Three wānanga were held with kaumātua around the summer of 2023/2024. These were led by the marae researchers, who were well known and trusted members of the whānau. Four key themes were identified from the wānanga. The first two themes were Kaipara Moana Kaipara Whenua, reflecting the importance of place, and Kaipara Whānau, reflecting the importance of people and community. In these discussions, kaumatua also spoke to how, in recent times, their intimate relationships with the moana, whenua, and whānau, had been disrupted. This shaped the following two themes: damage and disruption of Kaipara Moana Kaipara Whenua, and the disruption of Kaipara Whānau.

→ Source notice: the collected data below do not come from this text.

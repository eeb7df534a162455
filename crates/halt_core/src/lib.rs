//! Record helpers for SQLite tables with a JSON overflow column.
//!
//! Fields that match a declared column are stored in that column; every other
//! field is folded into one JSON object kept in the table's extension column
//! (`MashConfig` by default). Updates shallow-merge new overflow fields into
//! the stored object instead of replacing it.

pub mod blob;
pub mod config;
pub mod db;
pub mod logging;
pub mod model;
pub mod ops;
pub mod repo;
pub mod service;

pub use blob::{merge_blob, objectify, serialize_blob, split_fields, BlobError, SplitFields};
pub use config::{HaltConfig, DEFAULT_EXTENSION_COLUMN};
pub use db::{open_db, open_db_in_memory, DbError, DbTarget};
pub use logging::{default_log_level, init_logging, logging_status, LoggingError};
pub use model::record::{Filter, RawPredicate, Record, RowId};
pub use ops::{delete, insert, load_column, load_row, load_row_values, update};
pub use repo::table_repo::{HaltError, HaltResult, SqliteTableRepository, TableRepository};
pub use service::table_service::TableService;

/// Returns the core crate version.
pub fn core_version() -> &'static str {
    env!("CARGO_PKG_VERSION")
}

The stories, memories and knowledge shared by kaumatua contain rich insight into the intergenerational relationships that constitute Kaipara lands, waters, and whānau. These stories are an important reminder of the way that kai, and the wider local food systems, are foundational to the ways that whānau relate to te taiao. Kaumātua stories exemplify the way that intimate intergenerational relationships with te taiao, and the knowledge that emerges from these relationships (mātauranga Māori), allow us to understand deeply, the impacts of climate change. 

Kaumātua stories remind us explicitly that with worldviews and ways of life centered on whanaungatanga, whānau have always been adapting to changing contexts, have long been engaging with climate change, and know best how to enact climate action within their local environments. In having long standing intergenerational relationships with the Kaipara, whānau and marae are the experts on their lands and waters. In turn, kaumātua stories guide the conceptualisation of climate action in the following ways: centering mātauranga Māori, naming damage and disruption, being present with lands and waters, and honouring the mana of whānau and marae.